Records supplied:
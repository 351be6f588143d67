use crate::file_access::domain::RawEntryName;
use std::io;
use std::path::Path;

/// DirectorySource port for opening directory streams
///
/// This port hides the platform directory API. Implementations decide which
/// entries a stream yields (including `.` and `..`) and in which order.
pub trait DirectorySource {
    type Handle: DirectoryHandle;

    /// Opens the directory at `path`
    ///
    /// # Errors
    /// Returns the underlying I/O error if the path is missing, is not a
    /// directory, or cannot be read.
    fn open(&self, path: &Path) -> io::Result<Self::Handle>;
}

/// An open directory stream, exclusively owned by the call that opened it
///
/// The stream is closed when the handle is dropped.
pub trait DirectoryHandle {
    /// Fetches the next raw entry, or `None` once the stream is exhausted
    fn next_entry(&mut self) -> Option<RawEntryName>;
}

* * *

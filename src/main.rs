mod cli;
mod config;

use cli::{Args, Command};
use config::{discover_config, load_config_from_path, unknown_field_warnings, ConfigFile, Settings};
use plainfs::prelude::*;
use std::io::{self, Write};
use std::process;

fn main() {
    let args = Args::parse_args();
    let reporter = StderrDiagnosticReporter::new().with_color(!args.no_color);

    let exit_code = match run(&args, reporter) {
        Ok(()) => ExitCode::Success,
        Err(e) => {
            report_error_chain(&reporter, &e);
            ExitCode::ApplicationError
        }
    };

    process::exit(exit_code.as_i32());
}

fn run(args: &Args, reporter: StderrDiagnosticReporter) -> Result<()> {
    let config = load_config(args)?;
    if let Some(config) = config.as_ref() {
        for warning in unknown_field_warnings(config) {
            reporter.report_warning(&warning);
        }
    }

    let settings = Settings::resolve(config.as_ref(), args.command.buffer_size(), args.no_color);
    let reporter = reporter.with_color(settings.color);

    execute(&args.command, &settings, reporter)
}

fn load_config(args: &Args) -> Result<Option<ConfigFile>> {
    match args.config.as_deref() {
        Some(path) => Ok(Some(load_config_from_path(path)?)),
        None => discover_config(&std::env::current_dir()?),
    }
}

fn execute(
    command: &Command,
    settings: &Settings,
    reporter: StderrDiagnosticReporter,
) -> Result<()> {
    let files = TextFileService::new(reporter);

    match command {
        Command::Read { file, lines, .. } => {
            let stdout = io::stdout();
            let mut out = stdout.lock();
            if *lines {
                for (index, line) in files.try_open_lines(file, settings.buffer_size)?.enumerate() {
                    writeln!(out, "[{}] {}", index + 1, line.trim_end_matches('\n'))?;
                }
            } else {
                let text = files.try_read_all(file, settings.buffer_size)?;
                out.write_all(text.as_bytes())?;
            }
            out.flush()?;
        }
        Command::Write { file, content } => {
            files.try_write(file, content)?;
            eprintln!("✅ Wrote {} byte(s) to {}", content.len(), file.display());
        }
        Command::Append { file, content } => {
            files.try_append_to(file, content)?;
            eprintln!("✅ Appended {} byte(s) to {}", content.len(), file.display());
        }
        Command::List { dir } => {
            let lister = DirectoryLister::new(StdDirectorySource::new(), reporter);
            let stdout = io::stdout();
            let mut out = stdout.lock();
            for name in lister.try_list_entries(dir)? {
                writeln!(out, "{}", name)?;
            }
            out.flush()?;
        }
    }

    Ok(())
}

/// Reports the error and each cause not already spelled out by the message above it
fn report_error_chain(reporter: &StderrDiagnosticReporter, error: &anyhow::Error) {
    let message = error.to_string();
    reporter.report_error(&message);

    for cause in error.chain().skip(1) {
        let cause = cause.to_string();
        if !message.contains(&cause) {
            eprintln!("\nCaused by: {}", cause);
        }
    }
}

---

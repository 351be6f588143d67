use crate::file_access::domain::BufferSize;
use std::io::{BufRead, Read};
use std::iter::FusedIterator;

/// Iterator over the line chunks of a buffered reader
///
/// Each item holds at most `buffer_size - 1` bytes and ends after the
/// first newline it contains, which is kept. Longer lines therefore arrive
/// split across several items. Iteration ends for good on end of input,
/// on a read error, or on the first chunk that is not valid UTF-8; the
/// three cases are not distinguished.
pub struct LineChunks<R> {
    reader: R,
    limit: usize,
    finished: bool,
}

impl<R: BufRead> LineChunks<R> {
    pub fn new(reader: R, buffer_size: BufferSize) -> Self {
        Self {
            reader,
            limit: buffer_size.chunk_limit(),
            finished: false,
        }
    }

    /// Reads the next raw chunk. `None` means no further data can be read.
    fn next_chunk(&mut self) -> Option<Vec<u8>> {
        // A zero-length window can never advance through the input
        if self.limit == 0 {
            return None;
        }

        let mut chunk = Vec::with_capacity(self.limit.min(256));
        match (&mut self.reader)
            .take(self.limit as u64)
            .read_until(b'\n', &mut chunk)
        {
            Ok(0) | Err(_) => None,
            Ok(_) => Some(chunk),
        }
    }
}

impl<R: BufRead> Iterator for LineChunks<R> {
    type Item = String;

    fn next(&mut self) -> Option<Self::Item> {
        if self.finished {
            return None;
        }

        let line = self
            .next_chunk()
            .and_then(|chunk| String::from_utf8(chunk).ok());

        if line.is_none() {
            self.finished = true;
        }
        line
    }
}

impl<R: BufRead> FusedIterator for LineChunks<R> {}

Task item: Search the listing for the string "RawEntryName". Copy each line where it is found.

Answer to this problem:
use crate::file_access::domain::RawEntryName;
    fn next_entry(&mut self) -> Option<RawEntryName>;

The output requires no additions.